Transcribe the listing below only from the line with "impl UserRepository for" up to and including the line with "games_played, member_since, created_at, updated_at)".
______
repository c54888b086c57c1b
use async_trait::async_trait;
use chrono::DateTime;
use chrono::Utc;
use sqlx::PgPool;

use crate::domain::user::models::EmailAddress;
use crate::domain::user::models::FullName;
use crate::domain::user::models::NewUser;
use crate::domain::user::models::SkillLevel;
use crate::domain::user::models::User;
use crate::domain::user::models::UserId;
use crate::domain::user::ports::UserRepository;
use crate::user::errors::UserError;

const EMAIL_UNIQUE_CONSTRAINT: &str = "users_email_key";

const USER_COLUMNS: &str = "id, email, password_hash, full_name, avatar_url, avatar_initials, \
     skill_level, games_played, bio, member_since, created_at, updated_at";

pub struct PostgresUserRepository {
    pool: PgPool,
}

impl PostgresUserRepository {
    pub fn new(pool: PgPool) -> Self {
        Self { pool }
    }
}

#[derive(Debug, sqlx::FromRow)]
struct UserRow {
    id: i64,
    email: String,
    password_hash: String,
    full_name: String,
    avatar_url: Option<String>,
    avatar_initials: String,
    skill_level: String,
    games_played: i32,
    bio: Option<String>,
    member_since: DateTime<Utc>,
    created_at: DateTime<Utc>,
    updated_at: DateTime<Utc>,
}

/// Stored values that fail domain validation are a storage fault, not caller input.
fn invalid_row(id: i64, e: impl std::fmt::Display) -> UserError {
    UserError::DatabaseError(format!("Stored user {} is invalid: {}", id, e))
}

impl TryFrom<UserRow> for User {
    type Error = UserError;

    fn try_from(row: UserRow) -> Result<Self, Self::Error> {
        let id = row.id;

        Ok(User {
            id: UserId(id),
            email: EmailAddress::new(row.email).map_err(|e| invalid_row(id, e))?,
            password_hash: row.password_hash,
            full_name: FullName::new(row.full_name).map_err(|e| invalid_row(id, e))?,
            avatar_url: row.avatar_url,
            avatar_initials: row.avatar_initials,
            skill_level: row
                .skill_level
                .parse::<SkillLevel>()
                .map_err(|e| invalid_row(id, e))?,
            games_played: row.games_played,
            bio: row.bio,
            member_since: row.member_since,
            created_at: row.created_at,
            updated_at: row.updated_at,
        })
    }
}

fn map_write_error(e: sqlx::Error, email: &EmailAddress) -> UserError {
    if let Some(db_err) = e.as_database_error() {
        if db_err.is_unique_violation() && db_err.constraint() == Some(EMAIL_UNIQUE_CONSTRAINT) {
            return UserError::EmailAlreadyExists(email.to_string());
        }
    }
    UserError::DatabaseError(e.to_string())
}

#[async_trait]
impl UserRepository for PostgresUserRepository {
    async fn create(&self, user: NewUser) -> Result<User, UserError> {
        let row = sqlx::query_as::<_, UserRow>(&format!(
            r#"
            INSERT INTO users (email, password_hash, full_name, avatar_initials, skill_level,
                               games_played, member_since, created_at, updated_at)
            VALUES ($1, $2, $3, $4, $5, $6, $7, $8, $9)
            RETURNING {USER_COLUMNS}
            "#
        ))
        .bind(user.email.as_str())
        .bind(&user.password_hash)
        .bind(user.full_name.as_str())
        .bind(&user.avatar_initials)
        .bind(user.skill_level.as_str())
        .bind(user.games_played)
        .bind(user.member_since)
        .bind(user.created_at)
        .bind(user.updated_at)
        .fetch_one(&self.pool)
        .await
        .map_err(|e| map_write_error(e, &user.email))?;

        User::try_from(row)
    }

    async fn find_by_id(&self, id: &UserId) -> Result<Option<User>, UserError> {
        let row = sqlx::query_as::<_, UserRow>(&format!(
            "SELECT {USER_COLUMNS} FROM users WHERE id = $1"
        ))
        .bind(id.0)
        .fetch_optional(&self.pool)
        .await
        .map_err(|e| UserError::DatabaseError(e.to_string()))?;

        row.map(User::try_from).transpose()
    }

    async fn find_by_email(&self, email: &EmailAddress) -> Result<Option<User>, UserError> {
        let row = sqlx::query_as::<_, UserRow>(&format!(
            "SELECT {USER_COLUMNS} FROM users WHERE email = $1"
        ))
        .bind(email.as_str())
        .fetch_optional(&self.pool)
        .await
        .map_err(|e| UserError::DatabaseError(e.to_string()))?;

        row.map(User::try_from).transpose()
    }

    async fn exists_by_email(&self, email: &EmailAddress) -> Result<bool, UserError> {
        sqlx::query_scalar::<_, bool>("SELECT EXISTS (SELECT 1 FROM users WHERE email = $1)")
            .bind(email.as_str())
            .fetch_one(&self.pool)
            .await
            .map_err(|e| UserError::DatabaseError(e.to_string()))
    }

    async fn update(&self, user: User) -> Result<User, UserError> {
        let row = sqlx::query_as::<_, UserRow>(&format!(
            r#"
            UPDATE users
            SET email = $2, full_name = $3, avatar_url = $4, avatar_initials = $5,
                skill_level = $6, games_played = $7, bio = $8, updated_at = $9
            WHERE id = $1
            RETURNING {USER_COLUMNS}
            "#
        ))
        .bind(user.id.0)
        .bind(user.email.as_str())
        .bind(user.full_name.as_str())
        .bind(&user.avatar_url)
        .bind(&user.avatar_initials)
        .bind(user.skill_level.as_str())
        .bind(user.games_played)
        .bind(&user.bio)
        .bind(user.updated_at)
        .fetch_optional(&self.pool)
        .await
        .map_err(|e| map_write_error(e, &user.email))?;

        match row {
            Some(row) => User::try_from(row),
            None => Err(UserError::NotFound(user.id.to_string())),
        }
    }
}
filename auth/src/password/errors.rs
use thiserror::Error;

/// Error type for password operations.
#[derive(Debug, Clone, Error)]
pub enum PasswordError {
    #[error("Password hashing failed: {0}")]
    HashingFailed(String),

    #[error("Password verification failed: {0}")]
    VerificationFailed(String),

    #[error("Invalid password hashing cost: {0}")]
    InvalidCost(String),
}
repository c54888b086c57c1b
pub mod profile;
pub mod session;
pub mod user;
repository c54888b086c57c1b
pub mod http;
______
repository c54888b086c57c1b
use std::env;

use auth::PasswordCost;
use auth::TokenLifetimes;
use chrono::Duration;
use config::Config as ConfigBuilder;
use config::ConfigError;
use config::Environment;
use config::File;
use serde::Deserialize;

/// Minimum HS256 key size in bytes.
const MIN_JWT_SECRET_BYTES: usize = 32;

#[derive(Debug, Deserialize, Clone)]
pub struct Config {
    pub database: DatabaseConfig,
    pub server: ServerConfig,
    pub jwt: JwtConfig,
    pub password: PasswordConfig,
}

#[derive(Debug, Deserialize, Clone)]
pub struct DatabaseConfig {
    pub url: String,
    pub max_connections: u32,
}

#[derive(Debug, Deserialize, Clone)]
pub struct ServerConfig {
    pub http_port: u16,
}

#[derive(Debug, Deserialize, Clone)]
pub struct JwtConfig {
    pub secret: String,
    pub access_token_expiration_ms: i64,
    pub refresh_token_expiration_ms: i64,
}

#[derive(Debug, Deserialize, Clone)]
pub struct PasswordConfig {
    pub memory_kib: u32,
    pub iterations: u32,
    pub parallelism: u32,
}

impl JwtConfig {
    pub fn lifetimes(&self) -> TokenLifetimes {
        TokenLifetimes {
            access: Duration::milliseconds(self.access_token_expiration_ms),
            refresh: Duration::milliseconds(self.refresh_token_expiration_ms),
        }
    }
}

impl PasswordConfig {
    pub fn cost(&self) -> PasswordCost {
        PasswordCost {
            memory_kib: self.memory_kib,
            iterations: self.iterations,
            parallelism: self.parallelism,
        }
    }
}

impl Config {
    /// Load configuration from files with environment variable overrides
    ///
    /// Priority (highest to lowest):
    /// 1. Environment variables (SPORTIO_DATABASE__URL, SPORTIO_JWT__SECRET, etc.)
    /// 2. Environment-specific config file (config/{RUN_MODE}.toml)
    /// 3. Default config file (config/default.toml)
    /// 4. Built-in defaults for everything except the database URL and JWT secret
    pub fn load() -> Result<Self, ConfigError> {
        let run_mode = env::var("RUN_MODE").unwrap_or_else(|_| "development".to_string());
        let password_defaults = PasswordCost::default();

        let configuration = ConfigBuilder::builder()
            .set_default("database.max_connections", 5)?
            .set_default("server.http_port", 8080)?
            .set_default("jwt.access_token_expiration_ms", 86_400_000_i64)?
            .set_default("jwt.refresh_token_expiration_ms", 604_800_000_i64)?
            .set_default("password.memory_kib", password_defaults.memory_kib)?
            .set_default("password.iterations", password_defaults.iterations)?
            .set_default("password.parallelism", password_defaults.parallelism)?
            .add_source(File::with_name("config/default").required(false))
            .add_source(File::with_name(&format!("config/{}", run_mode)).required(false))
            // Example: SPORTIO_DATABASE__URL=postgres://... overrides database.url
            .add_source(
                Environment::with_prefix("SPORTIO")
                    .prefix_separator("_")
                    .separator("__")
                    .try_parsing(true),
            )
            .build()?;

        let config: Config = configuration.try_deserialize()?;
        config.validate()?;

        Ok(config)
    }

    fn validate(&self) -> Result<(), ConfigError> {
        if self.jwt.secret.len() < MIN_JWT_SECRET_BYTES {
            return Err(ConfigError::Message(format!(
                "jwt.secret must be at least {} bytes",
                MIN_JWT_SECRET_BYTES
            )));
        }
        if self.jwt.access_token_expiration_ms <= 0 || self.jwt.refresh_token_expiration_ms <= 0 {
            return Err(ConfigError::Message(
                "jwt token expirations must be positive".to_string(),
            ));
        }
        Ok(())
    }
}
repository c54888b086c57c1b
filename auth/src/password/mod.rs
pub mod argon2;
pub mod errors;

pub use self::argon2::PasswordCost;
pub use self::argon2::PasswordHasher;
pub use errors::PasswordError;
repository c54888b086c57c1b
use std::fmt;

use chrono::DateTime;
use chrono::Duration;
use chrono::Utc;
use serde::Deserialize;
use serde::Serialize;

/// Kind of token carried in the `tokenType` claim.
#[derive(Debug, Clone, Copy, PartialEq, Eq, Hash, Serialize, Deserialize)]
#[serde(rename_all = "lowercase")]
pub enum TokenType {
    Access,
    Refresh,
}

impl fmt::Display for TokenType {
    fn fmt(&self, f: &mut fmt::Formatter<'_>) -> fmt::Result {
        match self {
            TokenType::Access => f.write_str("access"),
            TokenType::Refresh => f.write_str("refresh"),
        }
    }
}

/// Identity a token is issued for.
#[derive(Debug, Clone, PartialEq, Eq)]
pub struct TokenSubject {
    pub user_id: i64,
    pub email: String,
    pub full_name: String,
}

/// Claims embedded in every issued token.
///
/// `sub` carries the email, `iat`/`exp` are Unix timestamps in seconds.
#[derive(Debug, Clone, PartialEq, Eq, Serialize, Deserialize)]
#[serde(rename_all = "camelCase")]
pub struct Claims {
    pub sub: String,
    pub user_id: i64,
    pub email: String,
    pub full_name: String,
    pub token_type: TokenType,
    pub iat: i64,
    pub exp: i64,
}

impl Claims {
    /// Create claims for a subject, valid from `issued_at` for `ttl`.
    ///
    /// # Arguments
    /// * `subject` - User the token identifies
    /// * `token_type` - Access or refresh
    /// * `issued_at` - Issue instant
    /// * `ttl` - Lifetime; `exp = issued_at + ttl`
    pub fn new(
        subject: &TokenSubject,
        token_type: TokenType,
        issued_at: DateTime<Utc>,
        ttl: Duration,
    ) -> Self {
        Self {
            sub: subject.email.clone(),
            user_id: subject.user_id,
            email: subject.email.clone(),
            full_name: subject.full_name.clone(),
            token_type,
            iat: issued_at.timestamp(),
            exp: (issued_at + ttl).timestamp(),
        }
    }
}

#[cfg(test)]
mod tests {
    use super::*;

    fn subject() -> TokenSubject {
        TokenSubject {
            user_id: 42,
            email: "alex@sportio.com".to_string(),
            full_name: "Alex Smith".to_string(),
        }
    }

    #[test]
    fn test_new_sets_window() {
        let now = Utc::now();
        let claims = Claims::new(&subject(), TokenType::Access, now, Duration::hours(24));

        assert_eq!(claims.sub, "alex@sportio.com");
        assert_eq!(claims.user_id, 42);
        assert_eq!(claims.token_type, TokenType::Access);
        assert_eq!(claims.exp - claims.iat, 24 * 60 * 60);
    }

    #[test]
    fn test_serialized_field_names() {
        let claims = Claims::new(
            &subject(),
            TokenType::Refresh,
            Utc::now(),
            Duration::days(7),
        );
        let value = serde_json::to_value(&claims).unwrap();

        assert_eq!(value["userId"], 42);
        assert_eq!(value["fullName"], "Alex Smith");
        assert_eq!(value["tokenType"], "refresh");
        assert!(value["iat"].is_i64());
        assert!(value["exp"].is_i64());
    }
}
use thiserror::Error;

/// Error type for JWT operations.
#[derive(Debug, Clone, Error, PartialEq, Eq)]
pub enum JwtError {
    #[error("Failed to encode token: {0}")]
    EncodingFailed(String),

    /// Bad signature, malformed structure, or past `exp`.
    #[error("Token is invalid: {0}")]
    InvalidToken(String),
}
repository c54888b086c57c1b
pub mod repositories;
______
Your response:
impl UserRepository for PostgresUserRepository {
    async fn create(&self, user: NewUser) -> Result<User, UserError> {
        let row = sqlx::query_as::<_, UserRow>(&format!(
            r#"
            INSERT INTO users (email, password_hash, full_name, avatar_initials, skill_level,
                               games_played, member_since, created_at, updated_at)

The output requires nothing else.